Looking at the feature importance analysis and considering the significant role of self-rated health and age in predicting all 3 conditions, we recommend prioritizing these features in the training and tuning phases when developing the ensemble models.
Practical Applications Recommendations
Given the promising performance of machine learning models, there is an opportunity to integrate these models, especially regarding key predictive features, into virtual mental health care systems. This could benefit university counseling services to provide early identification and intervention for at-risk students. Additionally, the study’s findings can be used to improve policy-making at educational institutions in terms of raising awareness about the significant predictors of mental health issues and considering data-driven approaches in policy formulation to have more effective mental health strategies.

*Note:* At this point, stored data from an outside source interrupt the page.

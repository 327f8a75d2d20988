//! Configuration from the environment (optionally loaded from `.env`).

use std::env;
use std::fmt;
use std::net::SocketAddr;
use std::str::FromStr;
use std::time::Duration;

use super::reveal::DEFAULT_REVEAL_INTERVAL_MS;

pub const DEFAULT_UPSTREAM_URL: &str = "http://20.124.64.147:5001";
pub const DEFAULT_PROXY_URL: &str = "http://127.0.0.1:7071/api/proxy";
pub const DEFAULT_BIND: &str = "127.0.0.1:7071";

/// Path of the chatbot route on the upstream host.
pub const UPSTREAM_ROUTE: &str = "/GetChatbotResponse";

/// Where the chat client sends its questions.
#[derive(Debug, Clone, Copy, PartialEq, Eq, Default, clap::ValueEnum)]
pub enum EndpointMode {
    /// Call the upstream chatbot host directly.
    #[default]
    Direct,
    /// Go through the relay proxy.
    Proxy,
}

impl fmt::Display for EndpointMode {
    fn fmt(&self, f: &mut fmt::Formatter<'_>) -> fmt::Result {
        match self {
            EndpointMode::Direct => write!(f, "direct"),
            EndpointMode::Proxy => write!(f, "proxy"),
        }
    }
}

impl FromStr for EndpointMode {
    type Err = ConfigError;

    fn from_str(s: &str) -> Result<Self, Self::Err> {
        match s.trim().to_ascii_lowercase().as_str() {
            "direct" => Ok(EndpointMode::Direct),
            "proxy" => Ok(EndpointMode::Proxy),
            _ => Err(ConfigError::InvalidEndpointMode(s.to_string())),
        }
    }
}

#[derive(Debug, Clone)]
pub struct Config {
    /// Base URL of the upstream chatbot host (no trailing route).
    pub upstream_url: String,
    pub endpoint_mode: EndpointMode,
    /// Proxy endpoint used by clients in `Proxy` mode.
    pub proxy_url: String,
    /// Address the proxy server binds to.
    pub bind: SocketAddr,
    pub reveal_interval: Duration,
    pub show_timestamps: bool,
}

#[derive(Debug, thiserror::Error)]
pub enum ConfigError {
    #[error("EQX_CHAT_ENDPOINT must be 'direct' or 'proxy', got '{0}'")]
    InvalidEndpointMode(String),
    #[error("EQX_CHAT_BIND is not a valid socket address: '{0}'")]
    InvalidBind(String),
    #[error("EQX_CHAT_REVEAL_MS must be a positive integer, got '{0}'")]
    InvalidRevealInterval(String),
    #[error("{name} must be an http(s) URL, got '{value}'")]
    InvalidUrl { name: &'static str, value: String },
}

impl Config {
    /// Endpoint the chat client should call, resolved from the mode.
    pub fn chatbot_endpoint(&self) -> String {
        match self.endpoint_mode {
            EndpointMode::Direct => self.upstream_endpoint(),
            EndpointMode::Proxy => self.proxy_url.clone(),
        }
    }

    /// The upstream chatbot route. The proxy always calls this one.
    pub fn upstream_endpoint(&self) -> String {
        format!("{}{}", self.upstream_url.trim_end_matches('/'), UPSTREAM_ROUTE)
    }
}

fn check_url(name: &'static str, value: String) -> Result<String, ConfigError> {
    if value.starts_with("http://") || value.starts_with("https://") {
        Ok(value)
    } else {
        Err(ConfigError::InvalidUrl { name, value })
    }
}

fn is_enabled(value: &str) -> bool {
    matches!(
        value.trim().to_ascii_lowercase().as_str(),
        "1" | "true" | "yes" | "on"
    )
}

/// Build the configuration from an arbitrary variable lookup.
pub fn from_lookup<F>(lookup: F) -> Result<Config, ConfigError>
where
    F: Fn(&str) -> Option<String>,
{
    let upstream_url = check_url(
        "EQX_CHAT_UPSTREAM_URL",
        lookup("EQX_CHAT_UPSTREAM_URL").unwrap_or_else(|| DEFAULT_UPSTREAM_URL.to_string()),
    )?;
    let proxy_url = check_url(
        "EQX_CHAT_PROXY_URL",
        lookup("EQX_CHAT_PROXY_URL").unwrap_or_else(|| DEFAULT_PROXY_URL.to_string()),
    )?;

    let endpoint_mode = match lookup("EQX_CHAT_ENDPOINT") {
        Some(v) => v.parse()?,
        None => EndpointMode::default(),
    };

    let bind_raw = lookup("EQX_CHAT_BIND").unwrap_or_else(|| DEFAULT_BIND.to_string());
    let bind = bind_raw
        .trim()
        .parse()
        .map_err(|_| ConfigError::InvalidBind(bind_raw.clone()))?;

    let reveal_interval = match lookup("EQX_CHAT_REVEAL_MS") {
        Some(v) => match v.trim().parse::<u64>() {
            Ok(ms) if ms > 0 => Duration::from_millis(ms),
            _ => return Err(ConfigError::InvalidRevealInterval(v)),
        },
        None => Duration::from_millis(DEFAULT_REVEAL_INTERVAL_MS),
    };

    let show_timestamps = lookup("EQX_CHAT_SHOW_TIMESTAMPS")
        .map(|v| is_enabled(&v))
        .unwrap_or(false);

    Ok(Config {
        upstream_url,
        endpoint_mode,
        proxy_url,
        bind,
        reveal_interval,
        show_timestamps,
    })
}

/// Load configuration from the process environment.
pub fn load() -> Result<Config, ConfigError> {
    from_lookup(|key| env::var(key).ok())
}

#[cfg(test)]
mod tests {
    use super::*;
    use std::collections::HashMap;

    fn lookup_from(pairs: &[(&str, &str)]) -> impl Fn(&str) -> Option<String> {
        let map: HashMap<String, String> = pairs
            .iter()
            .map(|(k, v)| (k.to_string(), v.to_string()))
            .collect();
        move |key| map.get(key).cloned()
    }

    #[test]
    fn defaults_when_nothing_is_set() {
        let config = from_lookup(|_| None).unwrap();
        assert_eq!(config.upstream_url, DEFAULT_UPSTREAM_URL);
        assert_eq!(config.endpoint_mode, EndpointMode::Direct);
        assert_eq!(config.bind.to_string(), DEFAULT_BIND);
        assert_eq!(
            config.reveal_interval,
            Duration::from_millis(DEFAULT_REVEAL_INTERVAL_MS)
        );
        assert!(!config.show_timestamps);
    }

    #[test]
    fn direct_mode_resolves_upstream_route() {
        let config = from_lookup(lookup_from(&[(
            "EQX_CHAT_UPSTREAM_URL",
            "http://localhost:5001/",
        )]))
        .unwrap();
        assert_eq!(
            config.chatbot_endpoint(),
            "http://localhost:5001/GetChatbotResponse"
        );
    }

    #[test]
    fn proxy_mode_resolves_proxy_url() {
        let config = from_lookup(lookup_from(&[
            ("EQX_CHAT_ENDPOINT", "Proxy"),
            ("EQX_CHAT_PROXY_URL", "https://chat.example.com/api/proxy"),
        ]))
        .unwrap();
        assert_eq!(config.endpoint_mode, EndpointMode::Proxy);
        assert_eq!(
            config.chatbot_endpoint(),
            "https://chat.example.com/api/proxy"
        );
        assert!(config.upstream_endpoint().ends_with(UPSTREAM_ROUTE));
    }

    #[test]
    fn invalid_values_are_rejected() {
        let err = from_lookup(lookup_from(&[("EQX_CHAT_ENDPOINT", "sideways")])).unwrap_err();
        assert!(matches!(err, ConfigError::InvalidEndpointMode(_)));

        let err = from_lookup(lookup_from(&[("EQX_CHAT_BIND", "nowhere")])).unwrap_err();
        assert!(matches!(err, ConfigError::InvalidBind(_)));

        let err = from_lookup(lookup_from(&[("EQX_CHAT_REVEAL_MS", "0")])).unwrap_err();
        assert!(matches!(err, ConfigError::InvalidRevealInterval(_)));

        let err = from_lookup(lookup_from(&[("EQX_CHAT_UPSTREAM_URL", "ftp://x")])).unwrap_err();
        assert!(err.to_string().contains("EQX_CHAT_UPSTREAM_URL"));
    }

    #[test]
    fn timestamps_flag_accepts_common_truthy_values() {
        for v in ["1", "true", "YES", "on"] {
            let config =
                from_lookup(lookup_from(&[("EQX_CHAT_SHOW_TIMESTAMPS", v)])).unwrap();
            assert!(config.show_timestamps, "{v}");
        }
        let config = from_lookup(lookup_from(&[("EQX_CHAT_SHOW_TIMESTAMPS", "0")])).unwrap();
        assert!(!config.show_timestamps);
    }
}
//! Chat history: message blocks, typing indicator, and scrollbar.

use ratatui::Frame;
use ratatui::layout::{Alignment, Constraint, Direction, Layout, Rect};
use ratatui::style::{Color, Modifier, Style};
use ratatui::text::{Line, Span};
use ratatui::widgets::{Paragraph, Scrollbar, ScrollbarOrientation, ScrollbarState, Wrap};

use crate::core::chat_log::{Message, MessageState, Role};

use super::super::app::App;
use super::super::constants::{
    ACCENT, ACCENT_SECONDARY, REVEAL_CURSOR, TYPING_DOTS, WELCOME_TEXT,
};
use super::super::text::wrap_message;

/// Leading text of the failure messages shown in place of an answer.
const ERROR_PREFIXES: &[&str] = &[
    "Network error.",
    "Server error:",
    "Something went wrong.",
    "Request cancelled.",
];

fn is_error_text(text: &str) -> bool {
    ERROR_PREFIXES.iter().any(|p| text.starts_with(p))
}

/// Repeat a character to fill width (approximate; chars may have different display widths).
fn repeat_char(c: char, n: usize) -> String {
    std::iter::repeat_n(c, n).collect()
}

/// Parameters for rendering a message block.
struct MessageBlockParams<'a> {
    message: &'a Message,
    content_width: usize,
    wrap_width: usize,
    show_timestamp: bool,
    /// Animation phase in milliseconds (typing indicator).
    phase_ms: u128,
}

/// Add a message block with borders and separator.
fn add_message_block(lines: &mut Vec<Line<'static>>, p: MessageBlockParams<'_>) {
    let is_user = p.message.role == Role::User;
    let border_style = Style::default().fg(if is_user {
        Color::DarkGray
    } else {
        ACCENT_SECONDARY
    });
    let label = if is_user { "You" } else { "EQx" };

    // Top border: "┌─ Label ───...──┐" or "┌─ Label 14:32 ───...──┐"
    let top_label = if p.show_timestamp {
        format!("┌─ {} {} ", label, p.message.created_at.format("%H:%M"))
    } else {
        format!("┌─ {} ", label)
    };
    let top_trail_len = p.wrap_width.saturating_sub(top_label.chars().count() + 1);
    lines.push(Line::from(Span::styled(
        format!("{}{}┐", top_label, repeat_char('─', top_trail_len)),
        border_style,
    )));

    match p.message.state {
        MessageState::Pending => {
            let frame = (p.phase_ms / 150) as usize % TYPING_DOTS.len();
            lines.push(Line::from(vec![
                Span::styled("│ ", border_style),
                Span::styled(
                    format!("  {}", TYPING_DOTS[frame]),
                    Style::default().fg(ACCENT).add_modifier(Modifier::BOLD),
                ),
            ]));
        }
        MessageState::Revealing | MessageState::Done => {
            let text_style = if !is_user && is_error_text(&p.message.text) {
                Style::default().fg(Color::Red)
            } else {
                Style::default()
            };
            let mut body = wrap_message(&p.message.text, p.content_width);
            if p.message.state == MessageState::Revealing {
                match body.last_mut() {
                    Some(last) if last.chars().count() < p.content_width => {
                        last.push_str(REVEAL_CURSOR)
                    }
                    _ => body.push(REVEAL_CURSOR.to_string()),
                }
            }
            for chunk in body {
                lines.push(Line::from(vec![
                    Span::styled("│ ", border_style),
                    Span::raw("  "),
                    Span::styled(chunk, text_style),
                ]));
            }
        }
    }

    let bottom_line = format!("└{}┘", repeat_char('─', p.wrap_width.saturating_sub(2)));
    lines.push(Line::from(Span::styled(bottom_line, border_style)));
    lines.push(Line::from(""));
}

/// Build every history line for the current log.
fn history_lines(app: &App, wrap_width: usize) -> Vec<Line<'static>> {
    let content_width = wrap_width.saturating_sub(5).max(1);
    let phase_ms = app.started_at.elapsed().as_millis();
    let mut lines = Vec::new();
    for message in app.log.messages() {
        add_message_block(
            &mut lines,
            MessageBlockParams {
                message,
                content_width,
                wrap_width,
                show_timestamp: app.show_timestamps,
                phase_ms,
            },
        );
    }
    lines
}

pub(crate) fn draw_welcome(f: &mut Frame, area: Rect) {
    let top_pad = area.height.saturating_sub(1) / 2;
    let mut lines: Vec<Line> = (0..top_pad).map(|_| Line::from("")).collect();
    lines.push(Line::from(Span::styled(
        WELCOME_TEXT,
        Style::default().fg(ACCENT_SECONDARY),
    )));
    f.render_widget(
        Paragraph::new(lines)
            .alignment(Alignment::Center)
            .wrap(Wrap { trim: true }),
        area,
    );
}

pub(crate) fn draw_history(f: &mut Frame, app: &mut App, history_area: Rect) {
    let history_chunks = Layout::default()
        .direction(Direction::Horizontal)
        .constraints([Constraint::Min(0), Constraint::Length(1)])
        .split(history_area);
    let text_area = history_chunks[0];
    let scrollbar_area = history_chunks[1];

    let lines = history_lines(app, text_area.width as usize);

    let total_lines = lines.len();
    let visible = text_area.height as usize;
    let max_scroll = total_lines.saturating_sub(visible.max(1));
    app.last_max_scroll = max_scroll;
    let scroll_pos = app.scroll_line().min(max_scroll);
    let visible_lines: Vec<Line> = lines.into_iter().skip(scroll_pos).take(visible).collect();

    f.render_widget(Paragraph::new(visible_lines), text_area);

    let mut scrollbar_state = ScrollbarState::default()
        .position(scroll_pos)
        .content_length(max_scroll + 1);
    let scrollbar = Scrollbar::new(ScrollbarOrientation::VerticalRight)
        .thumb_symbol("█")
        .thumb_style(Style::default().fg(ACCENT_SECONDARY))
        .track_symbol(Some("│"));
    f.render_stateful_widget(scrollbar, scrollbar_area, &mut scrollbar_state);
}
//! CLI definitions: argument parsing, subcommands, and help text.

use std::net::SocketAddr;

use clap::{ArgAction, Parser, Subcommand};
use clap_complete::Shell;

use crate::core::config::EndpointMode;

pub use clap_complete::generate;

const AFTER_HELP: &str = "\
EXAMPLES:
  eqx-chat                          Launch interactive TUI
  eqx-chat -p \"what is EQx?\"        Ask one question, reveal the answer on stdout
  eqx-chat -p - < question.txt      Read the question from stdin
  eqx-chat --endpoint proxy         Send questions through the relay proxy
  eqx-chat serve --bind 0.0.0.0:80  Run the relay proxy (GET /api/proxy)
  eqx-chat config                   Show resolved endpoints and settings
  eqx-chat completions bash         Generate bash completions
";

/// Command-line arguments for the application.
#[derive(Parser)]
#[command(
    author,
    version,
    about = "Terminal chat client and relay proxy for the EQx chatbot",
    after_help = AFTER_HELP
)]
pub struct Args {
    #[command(subcommand)]
    pub command: Option<Commands>,

    /// Ask a single question then exit (without opening the TUI)
    #[arg(
        short = 'p',
        long,
        help = "Ask one question and print the answer (use '-' to read from stdin)"
    )]
    pub prompt: Option<String>,

    /// Print the answer at once instead of revealing it character by character
    #[arg(long, help = "In prompt mode, print the answer without the reveal animation")]
    pub no_reveal: bool,

    /// Override EQX_CHAT_ENDPOINT
    #[arg(long, value_enum, help = "Call the chatbot directly or through the proxy")]
    pub endpoint: Option<EndpointMode>,

    /// Increase log verbosity (use multiple times for debug)
    #[arg(short = 'v', long = "verbose", action = ArgAction::Count, global = true)]
    pub verbose: u8,

    /// Reduce log output (errors only)
    #[arg(short = 'q', long = "quiet", global = true)]
    pub quiet: bool,
}

#[derive(Subcommand)]
pub enum Commands {
    /// Run the relay proxy server
    Serve {
        /// Address to bind (overrides EQX_CHAT_BIND)
        #[arg(long)]
        bind: Option<SocketAddr>,
    },
    /// Show resolved endpoints and settings
    Config,
    /// Generate shell completion script
    Completions {
        /// Shell to generate completions for (bash, zsh, fish, powershell, elvish)
        #[arg(value_parser = clap::value_parser!(Shell))]
        shell: Shell,
    },
}

impl Args {
    /// Log level based on -v/-q flags: error, warn, info, or debug.
    pub fn log_level(&self) -> &'static str {
        if self.quiet {
            "error"
        } else if self.verbose >= 2 {
            "debug"
        } else if self.verbose >= 1 {
            "info"
        } else {
            "warn"
        }
    }

    /// True when no prompt and no subcommand: the TUI owns the terminal.
    pub fn is_tui(&self) -> bool {
        self.prompt.is_none() && self.command.is_none()
    }
}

On a larger scale and based on our analysis of the study results, we recommend integrating the proposed predictive modeling solution with online mindfulness programs or similar scalable solutions to address the widespread mental health problem among university students.
Conclusion
We have outlined and discussed the initial stages of constructing a framework for forecasting depression, anxiety, and stress levels among university students. The MLP-based model exhibited superior performance, demonstrating the highest AUC and satisfactory accuracy. Machine learning models, particularly those applied in virtual care, hold great potential for enhancing mental health interventions. Our upcoming research aims to employ data augmentation techniques to improve results and broaden the scope to include multi-class predictions. Scalable solutions, such as online mindfulness,70 -72 are also essential to investigate to alleviate the mental health crisis among university students in Lebanon.
Footnotes
Acknowledgements
We thank the Canadian Lebanese Academic Forum for facilitating the team-building effort.
Declaration of Conflicting Interests
The author(s) declared no potential conflicts of interest with respect to the research, authorship, and/or publication of this article.
Funding
The author(s) received no financial support for the research, authorship, and/or publication of this article.